Signals Aggregator API

The Signals Aggregator API is used to aggregate signal events, which allows faster querying for recommendations. To use recommendations, signals need to be recorded and then aggregated.

When signals are enabled for a collection, two system-level collections are created. The first is named collection_signals, where collection is the sibling collection name, and signal events are indexed to this collection. The second is named collection_signals_aggr, and is the default location for aggregated signal events. See Signals API for more information on how to index signal events.

The aggregation process creates tuples for the fields selected when creating the aggregator job.
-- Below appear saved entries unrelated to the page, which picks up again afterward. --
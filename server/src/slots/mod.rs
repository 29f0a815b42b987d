//! Slot Allocator
//!
//! In-memory selection toggling plus availability listing. Persistent
//! capacity accounting lives in the slot repository; this module only
//! decides which slots a customer may pick and how the picker behaves.

mod allocator;

pub use allocator::{list_available, SlotSelection};

use thiserror::Error;

#[derive(Debug, Error)]
pub enum SlotError {
    #[error("Delivery slot {0} is fully booked")]
    CapacityExhausted(i64),
    #[error("Delivery slot {0} is not available for this membership tier")]
    NotVisible(i64),
    #[error("Selection already holds the maximum of {0} slots")]
    SelectionFull(usize),
}
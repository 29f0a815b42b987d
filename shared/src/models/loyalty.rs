//! Loyalty Account Models

use serde::{Deserialize, Serialize};

/// Loyalty account, one per customer.
///
/// `total_points_earned` is monotonically increasing; redemptions are
/// tracked separately in `points_redeemed` so the earned history survives.
#[derive(Debug, Clone, Serialize, Deserialize)]
#[cfg_attr(feature = "db", derive(sqlx::FromRow))]
pub struct LoyaltyAccount {
    pub customer_id: i64,
    pub total_points_earned: i64,
    pub points_redeemed: i64,
    /// Points required before a reward may be redeemed
    pub reward_threshold: i64,
    /// Fixed monetary amount per redemption
    pub reward_value: f64,
    pub created_at: i64,
    pub updated_at: i64,
}

impl LoyaltyAccount {
    /// Points currently available for redemption
    pub fn balance(&self) -> i64 {
        self.total_points_earned - self.points_redeemed
    }

    pub fn can_redeem(&self) -> bool {
        self.balance() >= self.reward_threshold
    }
}

/// Wire snapshot backing the storefront reward UI
#[derive(Debug, Clone, Serialize, Deserialize)]
#[serde(rename_all = "camelCase")]
pub struct LoyaltySnapshot {
    pub customer_id: i64,
    pub total_points_earned: i64,
    pub points_redeemed: i64,
    pub balance: i64,
    pub reward_threshold: i64,
    pub reward_value: f64,
    pub can_redeem: bool,
}

impl From<&LoyaltyAccount> for LoyaltySnapshot {
    fn from(account: &LoyaltyAccount) -> Self {
        Self {
            customer_id: account.customer_id,
            total_points_earned: account.total_points_earned,
            points_redeemed: account.points_redeemed,
            balance: account.balance(),
            reward_threshold: account.reward_threshold,
            reward_value: account.reward_value,
            can_redeem: account.can_redeem(),
        }
    }
}
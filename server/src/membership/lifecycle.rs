use chrono::{Datelike, Duration, NaiveDate, Utc};
use sqlx::SqlitePool;
use tracing::info;

use crate::db::repository::membership;
use crate::utils::{AppError, AppResult};
use shared::models::{Membership, MembershipStatus};

/// Administrative lifecycle actions.
///
/// Legal moves: PENDING -> ACTIVE (activate), ACTIVE <-> FROZEN
/// (freeze/unfreeze), ACTIVE|FROZEN -> CANCELLED (cancel, terminal).
#[derive(Debug, Clone, Copy, PartialEq, Eq)]
pub enum Transition {
    Activate,
    Freeze,
    Unfreeze,
    Cancel,
}

impl Transition {
    pub fn as_str(&self) -> &'static str {
        match self {
            Transition::Activate => "ACTIVATE",
            Transition::Freeze => "FREEZE",
            Transition::Unfreeze => "UNFREEZE",
            Transition::Cancel => "CANCEL",
        }
    }
}

/// First occurrence of the billing day strictly after `from`.
///
/// Billing days are restricted to 1..=28 so the target day exists in
/// every month.
pub fn next_billing_date(from: NaiveDate, billing_day: u32) -> NaiveDate {
    let candidate = from.with_day(billing_day);
    match candidate {
        Some(date) if date > from => date,
        _ => {
            let first_of_next = NaiveDate::from_ymd_opt(
                from.year() + if from.month() == 12 { 1 } else { 0 },
                if from.month() == 12 { 1 } else { from.month() + 1 },
                1,
            )
            .unwrap_or(from + Duration::days(28));
            first_of_next
                .with_day(billing_day)
                .unwrap_or(first_of_next)
        }
    }
}

/// Apply a lifecycle transition.
///
/// The status guard lives in the UPDATE statement. When it misses, the
/// membership is re-read and the caller gets the actual current state in
/// the error, so two racing transitions resolve to one winner and one
/// precise conflict report.
pub async fn apply(pool: &SqlitePool, id: i64, transition: Transition) -> AppResult<Membership> {
    let current = membership::find_by_id(pool, id)
        .await?
        .ok_or_else(|| AppError::NotFound(format!("Membership {id}")))?;

    let now = shared::util::now_millis();
    let applied = match transition {
        Transition::Activate => {
            let billing = next_billing_date(
                Utc::now().date_naive(),
                current.billing_day_of_month as u32,
            );
            membership::try_activate(pool, id, now, &billing.format("%Y-%m-%d").to_string()).await?
        }
        Transition::Freeze => {
            membership::try_set_status(pool, id, MembershipStatus::Active, MembershipStatus::Frozen)
                .await?
        }
        Transition::Unfreeze => {
            membership::try_set_status(pool, id, MembershipStatus::Frozen, MembershipStatus::Active)
                .await?
        }
        Transition::Cancel => membership::try_cancel(pool, id, now).await?,
    };

    if !applied {
        let observed = membership::find_by_id(pool, id)
            .await?
            .ok_or_else(|| AppError::NotFound(format!("Membership {id}")))?;
        return Err(AppError::InvalidTransition {
            from: observed.status.as_str().to_string(),
            requested: transition.as_str().to_string(),
        });
    }

    let updated = membership::find_by_id(pool, id)
        .await?
        .ok_or_else(|| AppError::NotFound(format!("Membership {id}")))?;
    info!(
        membership_id = id,
        transition = transition.as_str(),
        status = updated.status.as_str(),
        "membership transition applied"
    );
    Ok(updated)
}
//! Core Module
//!
//! Configuration, server state and the HTTP server itself.

pub mod config;
pub mod server;
pub mod state;

pub use config::Config;
pub use server::Server;
pub use state::ServerState;
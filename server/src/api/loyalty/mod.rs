//! Loyalty API Module

mod handler;

use axum::{routing::get, Router};

use crate::core::ServerState;

pub fn router() -> Router<ServerState> {
    Router::new().nest("/api/loyalty", routes())
}

fn routes() -> Router<ServerState> {
    Router::new().route("/{customer_id}", get(handler::snapshot))
}
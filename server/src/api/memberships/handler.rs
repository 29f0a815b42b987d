//! Membership Handlers
//!
//! Lifecycle transitions are driven by administrative or customer
//! actions; entitlements change the moment a transition lands.

use axum::{
    extract::{Path, State},
    Json,
};

use crate::core::ServerState;
use crate::db::repository::membership;
use crate::entitlement;
use crate::membership::{apply, Transition};
use crate::utils::{AppError, AppResult};
use shared::models::{Entitlement, Membership, MembershipCreate};

/// POST /api/memberships - create a subscription in PENDING
pub async fn create(
    State(state): State<ServerState>,
    Json(payload): Json<MembershipCreate>,
) -> AppResult<Json<Membership>> {
    if membership::find_plan_by_id(&state.pool, payload.membership_plan_id)
        .await?
        .is_none()
    {
        return Err(AppError::NotFound(format!(
            "Membership plan {}",
            payload.membership_plan_id
        )));
    }
    let created = membership::create(&state.pool, payload).await?;
    Ok(Json(created))
}

/// GET /api/memberships/:id
pub async fn get_by_id(
    State(state): State<ServerState>,
    Path(id): Path<i64>,
) -> AppResult<Json<Membership>> {
    let record = membership::find_by_id(&state.pool, id)
        .await?
        .ok_or_else(|| AppError::NotFound(format!("Membership {id}")))?;
    Ok(Json(record))
}

/// GET /api/memberships/:id/entitlement - rights derived from the
/// current status, recomputed on every call
pub async fn get_entitlement(
    State(state): State<ServerState>,
    Path(id): Path<i64>,
) -> AppResult<Json<Entitlement>> {
    let record = membership::find_by_id(&state.pool, id)
        .await?
        .ok_or_else(|| AppError::NotFound(format!("Membership {id}")))?;
    let plan = membership::find_plan_by_id(&state.pool, record.membership_plan_id).await?;
    Ok(Json(entitlement::resolve(Some(&record), plan.as_ref())))
}

/// POST /api/memberships/:id/activate
pub async fn activate(
    State(state): State<ServerState>,
    Path(id): Path<i64>,
) -> AppResult<Json<Membership>> {
    Ok(Json(apply(&state.pool, id, Transition::Activate).await?))
}

/// POST /api/memberships/:id/freeze
pub async fn freeze(
    State(state): State<ServerState>,
    Path(id): Path<i64>,
) -> AppResult<Json<Membership>> {
    Ok(Json(apply(&state.pool, id, Transition::Freeze).await?))
}

/// POST /api/memberships/:id/unfreeze
pub async fn unfreeze(
    State(state): State<ServerState>,
    Path(id): Path<i64>,
) -> AppResult<Json<Membership>> {
    Ok(Json(apply(&state.pool, id, Transition::Unfreeze).await?))
}

/// POST /api/memberships/:id/cancel - terminal
pub async fn cancel(
    State(state): State<ServerState>,
    Path(id): Path<i64>,
) -> AppResult<Json<Membership>> {
    Ok(Json(apply(&state.pool, id, Transition::Cancel).await?))
}
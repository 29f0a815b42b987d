//! Order Assembler
//!
//! Composes entitlement, slot allocation, loyalty and pricing into a
//! single validated order submission, with compensation for every
//! partially-applied side effect.

mod assembler;
mod draft;

pub use assembler::{cancel, submit};
pub use draft::OrderDraft;
use std::path::PathBuf;

/// Server configuration
///
/// Every value can be overridden through an environment variable:
///
/// | Env var | Default | Meaning |
/// |---------|---------|---------|
/// | WORK_DIR | /var/lib/pantry | Work directory (database, logs) |
/// | HTTP_PORT | 3000 | HTTP API port |
/// | ENVIRONMENT | development | development \| staging \| production |
/// | REQUEST_TIMEOUT_MS | 30000 | Request timeout (ms) |
/// | SHUTDOWN_TIMEOUT_MS | 10000 | Graceful shutdown timeout (ms) |
#[derive(Debug, Clone)]
pub struct Config {
    /// Work directory holding the database and log files
    pub work_dir: String,
    /// HTTP API port
    pub http_port: u16,
    /// Runtime environment: development | staging | production
    pub environment: String,
    /// Request timeout in milliseconds
    pub request_timeout_ms: u64,
    /// Graceful shutdown timeout in milliseconds
    pub shutdown_timeout_ms: u64,
}

impl Config {
    /// Load configuration from environment variables, falling back to defaults
    pub fn from_env() -> Self {
        Self {
            work_dir: std::env::var("WORK_DIR").unwrap_or_else(|_| "/var/lib/pantry".into()),
            http_port: std::env::var("HTTP_PORT")
                .ok()
                .and_then(|p| p.parse().ok())
                .unwrap_or(3000),
            environment: std::env::var("ENVIRONMENT").unwrap_or_else(|_| "development".into()),
            request_timeout_ms: std::env::var("REQUEST_TIMEOUT_MS")
                .ok()
                .and_then(|p| p.parse().ok())
                .unwrap_or(30000),
            shutdown_timeout_ms: std::env::var("SHUTDOWN_TIMEOUT_MS")
                .ok()
                .and_then(|p| p.parse().ok())
                .unwrap_or(10000),
        }
    }

    /// Override work_dir and port, keeping env defaults for the rest.
    /// Used by tests.
    pub fn with_overrides(work_dir: impl Into<String>, http_port: u16) -> Self {
        let mut config = Self::from_env();
        config.work_dir = work_dir.into();
        config.http_port = http_port;
        config
    }

    pub fn database_dir(&self) -> PathBuf {
        PathBuf::from(&self.work_dir).join("database")
    }

    pub fn log_dir(&self) -> PathBuf {
        PathBuf::from(&self.work_dir).join("logs")
    }

    /// Create the work directory layout if it does not exist yet
    pub fn ensure_work_dir_structure(&self) -> std::io::Result<()> {
        std::fs::create_dir_all(self.database_dir())?;
        std::fs::create_dir_all(self.log_dir())?;
        Ok(())
    }
}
A default tuple is applied if none is specified.

The aggregation process can remove the raw signals if desired, or keep them for other aggregation jobs.

Create, Update, Delete or List an Aggregator Job

The path for this request is:

/api/apollo/aggregator/aggregations/<id>

where <id> is the ID of an aggregation job.

A GET request will list the properties for an aggregator job with a provided ID or all defined aggregation jobs by ID if the path doesn’t include a specific job ID.

POST requests with parameters define jobs, and PUT allows replacing existing job properties. Note that the PUT request will replace the existing job definitions with the new properties submitted with the request. Any properties not included with the PUT request will be replaced (possibly as 'null' if omitted.)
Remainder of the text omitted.